We reported three significant deficiencies in internal control related to information technology security at DOA, the Department of Workforce Development (DWD), and UW System. We again found that DOA did not comply with statutes that require it to provide oversight and monitoring of executive branch agency IT operations and adherence to the State of Wisconsin IT Security Policy Handbook and related standards (Finding 2021-001). Although UW System Administration had taken corrective actions as of June 30, 2021, related to our prior recommendations (report 20-29), none of its new information security policies were in effect in FY 2020-21 (Finding 2021-002). Finally, we reported concerns with access controls over computer programs used by DWD to administer the UI program (Finding 2021-004). We report an additional significant deficiency in internal control at DWD related to its use of a predictive analytics model for the UI program (Finding 2021-003). Specifically, we report concerns with DWD’s monitoring of the ongoing accuracy of the model.
We make recommendations to these agencies to address the deficiencies we identified
During our work, we identified five issues that did not meet the requirements for reporting under Government Auditing Standards, but that are matters of interest related to the State’s FY 2020-21 activities.
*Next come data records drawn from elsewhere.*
use anyhow::{Context, Result};

use crate::config::{LoadedConfig, config_path};

/// Show the effective config and where it came from.
pub fn show_config(loaded: &LoadedConfig) -> Result<()> {
    match &loaded.path {
        Some(path) => println!("# Loaded from {}", path.display()),
        None => match config_path() {
            Ok(path) => println!("# Defaults ({} not found)", path.display()),
            Err(_) => println!("# Defaults"),
        },
    }
    let rendered =
        toml::to_string_pretty(&loaded.config).context("Failed to serialize config")?;
    print!("{rendered}");
    Ok(())
}
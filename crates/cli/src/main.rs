mod config;
mod config_cmd;
mod inspect;
mod output;
mod sync_cmd;

use anyhow::Result;
use chrono::{DateTime, Utc};
use clap::{Parser, Subcommand};
use std::path::PathBuf;

use crate::output::OutputFormat;
use crate::sync_cmd::SyncArgs;

#[derive(Parser)]
#[command(name = "gridguide", about = "gridguide CLI - windowed TV guide sync engine")]
struct Cli {
    /// Config file to use instead of the user config directory
    #[arg(long, global = true)]
    config: Option<PathBuf>,

    /// Log every sync round
    #[arg(short, long, global = true)]
    verbose: bool,

    #[command(subcommand)]
    command: Commands,
}

#[derive(Subcommand)]
enum Commands {
    /// Sync one viewport against a JSON guide fixture and print the snapshot
    Sync(SyncArgs),

    /// Show the jump marks for a visible time range
    Marks {
        /// Time under the left viewport edge (RFC 3339)
        #[arg(long)]
        left: DateTime<Utc>,

        /// Time under the right viewport edge (RFC 3339)
        #[arg(long)]
        right: DateTime<Utc>,

        /// Override the current time (RFC 3339)
        #[arg(long)]
        now: Option<DateTime<Utc>>,

        #[arg(long, value_enum, default_value_t = OutputFormat::Text)]
        format: OutputFormat,
    },

    /// Show the channel window for a vertical scroll position
    Window {
        #[arg(long, default_value_t = 0.0, allow_negative_numbers = true)]
        scroll_y: f64,

        #[arg(long)]
        height: f64,

        /// Number of visible channels
        #[arg(long)]
        total: usize,
    },

    /// Print the effective configuration
    Config,
}

fn log_filter(verbose: bool) -> tracing_subscriber::EnvFilter {
    let mut filter = tracing_subscriber::EnvFilter::from_default_env()
        .add_directive(tracing::Level::WARN.into());
    if let Ok(directive) = "gridguide=info".parse() {
        filter = filter.add_directive(directive);
    }
    if verbose {
        if let Ok(directive) = "gridguide_sync=debug".parse() {
            filter = filter.add_directive(directive);
        }
    }
    filter
}

fn init_tracing(verbose: bool) {
    tracing_subscriber::fmt()
        .with_env_filter(log_filter(verbose))
        .with_writer(std::io::stderr)
        .init();
}

fn run(cli: Cli) -> Result<()> {
    let loaded = config::load_config(cli.config.as_deref())?;

    match cli.command {
        Commands::Sync(args) => sync_cmd::run_sync(&loaded.config, args),
        Commands::Marks {
            left,
            right,
            now,
            format,
        } => inspect::run_marks(&loaded.config, left, right, now, format),
        Commands::Window {
            scroll_y,
            height,
            total,
        } => inspect::run_window(&loaded.config, scroll_y, height, total),
        Commands::Config => config_cmd::show_config(&loaded),
    }
}

fn main() {
    let cli = Cli::parse();
    init_tracing(cli.verbose);

    if let Err(e) = run(cli) {
        eprintln!("Error: {:#}", e);
        std::process::exit(1);
    }
}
We communicated with the responsible state agencies on these matters, which include:
- a remaining balance as of June 30, 2021, in a clearing appropriation at the Department of Justice and a clearing appropriation at DOA;
- capitation payments made by DHS to managed care organizations in FY 2020-21;
- an insufficient balance in the General Fund interest and penalty account to fully fund certain UI benefit payments estimated by DWD;
- an increasing balance in the health insurance fringe benefit variance account, which DOA is responsible for resolving; and
- inaccurate balances for certain Department of Transportation appropriations in the State’s accounting system.
We recommend that DOA report to the Joint Legislative Audit Committee by April 1, 2022, on the status of its efforts to resolve issues related to clearing appropriation balances. We will follow up on the status of these issues during our FY 2021-22 audit.